* Task requirements: From the first line of the data below, copy each line up to the one containing "let mut visited = HashSet::from([start]);", and include that line too.

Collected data
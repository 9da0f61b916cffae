//! Stamp alias map
//!
//! Each stamp has at most one forward alias. Adding an alias to a stamp that
//! already has one walks down the existing chain and extends it at its end,
//! so chains collapse transitively.
//!
//! File layout: `i32 size | size × (stamp i32, alias i32)`.

use std::collections::{BTreeSet, HashMap, HashSet, VecDeque};
use std::path::Path;

use parking_lot::RwLock;

use crate::observability::{log_event_with_fields, Event};
use crate::store::codec::{count_to_i32, read_count, read_i32, write_i32};
use crate::store::files::{open_if_exists, write_atomically};
use crate::store::{StoreError, StoreResult};

/// Longest alias chain a walk will follow.
pub const MAX_ALIAS_CHAIN: usize = 10_000;

/// Result of `StampAliasMap::add_alias`.
#[derive(Debug, Clone, Copy, PartialEq, Eq)]
pub enum AliasWalk {
    /// A new edge `from → to` was recorded.
    Recorded { from: u32, to: u32 },
    /// The alias was already reachable from the stamp.
    AlreadyPresent,
    /// Recording the edge would close a loop, or the chain exceeded
    /// `MAX_ALIAS_CHAIN`. Nothing was recorded.
    CycleDetected,
}

#[derive(Debug, Default)]
struct AliasState {
    forward: HashMap<u32, u32>,
    reverse: HashMap<u32, Vec<u32>>,
}

impl AliasState {
    fn reverse_edge_count(&self) -> usize {
        self.reverse.values().map(Vec::len).sum()
    }

    fn check_cardinality(&self) {
        assert_eq!(
            self.forward.len(),
            self.reverse_edge_count(),
            "alias forward and reverse maps diverged"
        );
    }

    fn insert(&mut self, from: u32, to: u32) {
        self.forward.insert(from, to);
        self.reverse.entry(to).or_default().push(from);
        self.check_cardinality();
    }

    /// Follows forward edges from `start`. `None` means a loop or an
    /// overlong chain.
    fn forward_chain(&self, start: u32) -> Option<Vec<u32>> {
        let mut chain = Vec::new();
        let mut visited = HashSet::from([start]);
        let mut current = start;
        while let Some(&next) = self.forward.get(&current) {
            if !visited.insert(next) || chain.len() >= MAX_ALIAS_CHAIN {
                return None;
            }
            chain.push(next);
            current = next;
        }
        Some(chain)
    }
}

#[derive(Debug, Default)]
pub struct StampAliasMap {
    state: RwLock<AliasState>,
}

impl StampAliasMap {
    pub fn new() -> Self {
        Self::default()
    }

    /// Records that `alias` is equivalent to `stamp`.
    pub fn add_alias(&self, stamp: u32, alias: u32) -> AliasWalk {
        let mut state = self.state.write();

        let mut current = stamp;
        let mut steps = 0;
        loop {
            if current == alias {
                return self.cycle(stamp, alias);
            }
            match state.forward.get(&current) {
                Some(&existing) if existing == alias => return AliasWalk::AlreadyPresent,
                Some(&existing) => {
                    steps += 1;
                    if steps > MAX_ALIAS_CHAIN {
                        return self.cycle(stamp, alias);
                    }
                    current = existing;
                }
                None => break,
            }
        }

        match state.forward_chain(alias) {
            Some(chain) if !chain.contains(&current) => {
                state.insert(current, alias);
                AliasWalk::Recorded {
                    from: current,
                    to: alias,
                }
            }
            _ => self.cycle(stamp, alias),
        }
    }

    fn cycle(&self, stamp: u32, alias: u32) -> AliasWalk {
        log_event_with_fields(
            Event::AliasCycleDetected,
            &[("stamp", &stamp.to_string()), ("alias", &alias.to_string())],
        );
        AliasWalk::CycleDetected
    }

    /// Every stamp equivalent to `stamp` through its forward chain or its
    /// reverse closure, sorted, without `stamp` itself.
    pub fn get_aliases(&self, stamp: u32) -> Vec<u32> {
        let state = self.state.read();
        let mut aliases = BTreeSet::new();

        match state.forward_chain(stamp) {
            Some(chain) => aliases.extend(chain),
            None => {
                log_event_with_fields(
                    Event::AliasCycleDetected,
                    &[("stamp", &stamp.to_string())],
                );
            }
        }

        let mut visited = HashSet::from([stamp]);
        let mut queue = VecDeque::from([stamp]);
        while let Some(next) = queue.pop_front() {
            if let Some(sources) = state.reverse.get(&next) {
                for &source in sources {
                    if visited.insert(source) {
                        aliases.insert(source);
                        queue.push_back(source);
                    }
                }
            }
        }

        aliases.remove(&stamp);
        aliases.into_iter().collect()
    }

    /// Number of alias edges.
    pub fn len(&self) -> usize {
        self.state.read().forward.len()
    }

    pub fn is_empty(&self) -> bool {
        self.len() == 0
    }

    /// Returns the number of edges in the forward and reverse maps.
    pub fn sizes(&self) -> (usize, usize) {
        let state = self.state.read();
        (state.forward.len(), state.reverse_edge_count())
    }

    pub fn write(&self, path: &Path) -> StoreResult<usize> {
        let mut edges: Vec<(u32, u32)> = self
            .state
            .read()
            .forward
            .iter()
            .map(|(&from, &to)| (from, to))
            .collect();
        edges.sort_unstable();
        let size = count_to_i32(edges.len(), "stamp alias")?;

        write_atomically(path, |w| {
            write_i32(w, size)?;
            for (from, to) in &edges {
                write_i32(w, *from as i32)?;
                write_i32(w, *to as i32)?;
            }
            Ok(())
        })?;
        Ok(edges.len())
    }

    /// Loads the alias file at `path`; a missing file yields an empty map.
    pub fn read(path: &Path) -> StoreResult<Self> {
        let map = Self::new();
        let mut reader = match open_if_exists(path)? {
            Some(reader) => reader,
            None => return Ok(map),
        };

        let size = read_count(&mut reader, "stamp alias").map_err(|e| e.with_path(path))?;
        {
            let mut state = map.state.write();
            for _ in 0..size {
                let from = read_i32(&mut reader);
                let to = read_i32(&mut reader);
                let (from, to) = match (from, to) {
                    (Ok(from), Ok(to)) if from >= 0 && to >= 0 => (from as u32, to as u32),
                    (Ok(from), Ok(to)) => {
                        return Err(StoreError::corruption_in_file(
                            path,
                            format!("negative alias edge {} -> {}", from, to),
                        ))
                    }
                    (Err(e), _) | (_, Err(e)) => {
                        return Err(StoreError::corruption_in_file(
                            path,
                            format!("truncated alias entry: {}", e),
                        ))
                    }
                };
                if state.forward.contains_key(&from) {
                    return Err(StoreError::corruption_in_file(
                        path,
                        format!("stamp {} has two forward aliases", from),
                    ));
                }
                state.insert(from, to);
            }
        }
        Ok(map)
    }
}

#[cfg(test)]
mod tests {
    use super::*;
    use tempfile::TempDir;

    #[test]
    fn test_alias_is_symmetric() {
        let map = StampAliasMap::new();
        assert_eq!(map.add_alias(1, 2), AliasWalk::Recorded { from: 1, to: 2 });
        assert_eq!(map.get_aliases(1), vec![2]);
        assert_eq!(map.get_aliases(2), vec![1]);
    }

    #[test]
    fn test_repeated_alias_is_noop() {
        let map = StampAliasMap::new();
        map.add_alias(1, 2);
        assert_eq!(map.add_alias(1, 2), AliasWalk::AlreadyPresent);
        assert_eq!(map.len(), 1);
    }

    #[test]
    fn test_second_alias_extends_chain() {
        let map = StampAliasMap::new();
        map.add_alias(1, 2);
        assert_eq!(map.add_alias(1, 3), AliasWalk::Recorded { from: 2, to: 3 });

        assert_eq!(map.get_aliases(1), vec![2, 3]);
        assert_eq!(map.get_aliases(2), vec![1, 3]);
        assert_eq!(map.get_aliases(3), vec![1, 2]);
    }

    #[test]
    fn test_alias_reachable_further_down_chain() {
        let map = StampAliasMap::new();
        map.add_alias(1, 2);
        map.add_alias(2, 3);
        assert_eq!(map.add_alias(1, 3), AliasWalk::AlreadyPresent);
    }

    #[test]
    fn test_loop_is_reported() {
        let map = StampAliasMap::new();
        map.add_alias(1, 2);
        assert_eq!(map.add_alias(2, 1), AliasWalk::CycleDetected);
        assert_eq!(map.add_alias(4, 4), AliasWalk::CycleDetected);
        assert_eq!(map.len(), 1);
    }

    #[test]
    fn test_maps_keep_equal_cardinality() {
        let map = StampAliasMap::new();
        map.add_alias(1, 9);
        map.add_alias(2, 9);
        map.add_alias(3, 1);
        let (forward, reverse) = map.sizes();
        assert_eq!(forward, 3);
        assert_eq!(forward, reverse);
    }

    #[test]
    fn test_long_chain_does_not_recurse() {
        let map = StampAliasMap::new();
        for stamp in 0..5_000u32 {
            map.add_alias(stamp, stamp + 1);
        }
        assert_eq!(map.get_aliases(0).len(), 5_000);
        assert_eq!(map.get_aliases(5_000).len(), 5_000);
    }

    #[test]
    fn test_write_read_round_trip() {
        let temp_dir = TempDir::new().unwrap();
        let path = temp_dir.path().join("stamp-alias.map");
        let map = StampAliasMap::new();
        map.add_alias(1, 2);
        map.add_alias(3, 2);
        assert_eq!(map.write(&path).unwrap(), 2);

        let read = StampAliasMap::read(&path).unwrap();
        assert_eq!(read.get_aliases(2), vec![1, 3]);
        assert_eq!(read.sizes(), (2, 2));
    }

    #[test]
    fn test_missing_file_is_empty() {
        let temp_dir = TempDir::new().unwrap();
        let read = StampAliasMap::read(&temp_dir.path().join("stamp-alias.map")).unwrap();
        assert!(read.is_empty());
    }
}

* Solution for this exercise:
repository 9da0f61b916cffae
//! Stamp alias map
//!
//! Each stamp has at most one forward alias. Adding an alias to a stamp that
//! already has one walks down the existing chain and extends it at its end,
//! so chains collapse transitively.
//!
//! File layout: `i32 size | size × (stamp i32, alias i32)`.

use std::collections::{BTreeSet, HashMap, HashSet, VecDeque};
use std::path::Path;

use parking_lot::RwLock;

use crate::observability::{log_event_with_fields, Event};
use crate::store::codec::{count_to_i32, read_count, read_i32, write_i32};
use crate::store::files::{open_if_exists, write_atomically};
use crate::store::{StoreError, StoreResult};

/// Longest alias chain a walk will follow.
pub const MAX_ALIAS_CHAIN: usize = 10_000;

/// Result of `StampAliasMap::add_alias`.
#[derive(Debug, Clone, Copy, PartialEq, Eq)]
pub enum AliasWalk {
    /// A new edge `from → to` was recorded.
    Recorded { from: u32, to: u32 },
    /// The alias was already reachable from the stamp.
    AlreadyPresent,
    /// Recording the edge would close a loop, or the chain exceeded
    /// `MAX_ALIAS_CHAIN`. Nothing was recorded.
    CycleDetected,
}

#[derive(Debug, Default)]
struct AliasState {
    forward: HashMap<u32, u32>,
    reverse: HashMap<u32, Vec<u32>>,
}

impl AliasState {
    fn reverse_edge_count(&self) -> usize {
        self.reverse.values().map(Vec::len).sum()
    }

    fn check_cardinality(&self) {
        assert_eq!(
            self.forward.len(),
            self.reverse_edge_count(),
            "alias forward and reverse maps diverged"
        );
    }

    fn insert(&mut self, from: u32, to: u32) {
        self.forward.insert(from, to);
        self.reverse.entry(to).or_default().push(from);
        self.check_cardinality();
    }

    /// Follows forward edges from `start`. `None` means a loop or an
    /// overlong chain.
    fn forward_chain(&self, start: u32) -> Option<Vec<u32>> {
        let mut chain = Vec::new();
        let mut visited = HashSet::from([start]);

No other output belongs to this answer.